Mumsnet is probably not your best guide. You should look at ads for au pairs in your area and see what is being offered.

You may find that your average candidate is inexperienced because you're offering at the lower end. The ones with great experience and good English are taking the zone 1/2 jobs that come with the perks!

Realitybitesyourbum Sun 08-Jun-14 15:20:18

Where are you looking for an finding your au pairs?

SoonToBeSix Sun 08-Jun-14 16:43:44

Yes you should pay for English lessons and an oyster . You are getting very very cheap childcare.

Karoleann Sun 08-Jun-14 18:24:43

No, I wouldn't pay for English classes, the people I know of who paid for them found the au pairs ended up not going regularly. I think they value the classes more if they pay for them themselves.
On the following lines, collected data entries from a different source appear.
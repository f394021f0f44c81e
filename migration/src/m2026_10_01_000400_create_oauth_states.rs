//! Migration to create the oauth_states table.
//!
//! Holds pending authorizations between redirect and callback. Rows are keyed
//! by (user_id, platform) so a fresh authorization replaces a stale one, and
//! are deleted when the callback consumes them.

use sea_orm_migration::prelude::*;

#[derive(DeriveMigrationName)]
pub struct Migration;

#[async_trait::async_trait]
impl MigrationTrait for Migration {
    async fn up(&self, manager: &SchemaManager) -> Result<(), DbErr> {
        manager
            .create_table(
                Table::create()
                    .table(OAuthStates::Table)
                    .if_not_exists()
                    .col(
                        ColumnDef::new(OAuthStates::Id)
                            .uuid()
                            .not_null()
                            .primary_key(),
                    )
                    .col(ColumnDef::new(OAuthStates::UserId).uuid().not_null())
                    .col(ColumnDef::new(OAuthStates::Platform).string().not_null())
                    .col(ColumnDef::new(OAuthStates::State).string().not_null())
                    .col(ColumnDef::new(OAuthStates::CodeVerifier).string().null())
                    .col(
                        ColumnDef::new(OAuthStates::ClientPkce)
                            .boolean()
                            .not_null()
                            .default(false),
                    )
                    .col(
                        ColumnDef::new(OAuthStates::ExpiresAt)
                            .timestamp_with_time_zone()
                            .not_null(),
                    )
                    .col(
                        ColumnDef::new(OAuthStates::CreatedAt)
                            .timestamp_with_time_zone()
                            .not_null()
                            .default(Expr::current_timestamp()),
                    )
                    .to_owned(),
            )
            .await?;

        manager
            .create_index(
                Index::create()
                    .name("idx_oauth_states_user_platform")
                    .table(OAuthStates::Table)
                    .col(OAuthStates::UserId)
                    .col(OAuthStates::Platform)
                    .unique()
                    .to_owned(),
            )
            .await?;

        manager
            .create_index(
                Index::create()
                    .name("idx_oauth_states_expires_at")
                    .table(OAuthStates::Table)
                    .col(OAuthStates::ExpiresAt)
                    .to_owned(),
            )
            .await?;

        Ok(())
    }

    async fn down(&self, manager: &SchemaManager) -> Result<(), DbErr> {
        manager
            .drop_index(Index::drop().name("idx_oauth_states_expires_at").to_owned())
            .await?;
        manager
            .drop_index(
                Index::drop()
                    .name("idx_oauth_states_user_platform")
                    .to_owned(),
            )
            .await?;

        manager
            .drop_table(Table::drop().table(OAuthStates::Table).to_owned())
            .await
    }
}

#[derive(DeriveIden)]
enum OAuthStates {
    #[sea_orm(iden = "oauth_states")]
    Table,
    Id,
    UserId,
    Platform,
    State,
    CodeVerifier,
    ClientPkce,
    ExpiresAt,
    CreatedAt,
}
We pay gym membership - it gives the au pair somewhere to go and gets them out of the house, keeps them healthier and my current au pair met a couple of ice friends there.

We also pay for use of a car - BUT we live in a little village outside London. I used to live in London however, and I would not want an au pair driving there, its too dangerous, expensive, even with a sat nav, navigating is difficult. I would just absorb the cost of a travel card.

We don't pay phone top up either - most young people are going to be on their phone constantly anyway! They're likely to keep it topped up.

I think £120/week is pretty reasonable for £25hours work. That's £5.hour, nannies would want at least £10/hour and then you're also liable for tax etc. You also get a huge amount more flexibility than you would with a nanny, although you're obviously not getting the experience.

bbkl Sun 08-Jun-14 20:02:27

We pay £90 per week, zone 3. We also pay for a monthly bus pass on her Oyster (otherwise getting around really eats into their money, and I like her to able to take the children on the bus eg if it's raining after school). We offered a phone/sim but she didn't want it as she already had one. If she wanted English lessons I'd pay for them, or a share of if, as I think that's a standard request for someone who is here to improve their language skills.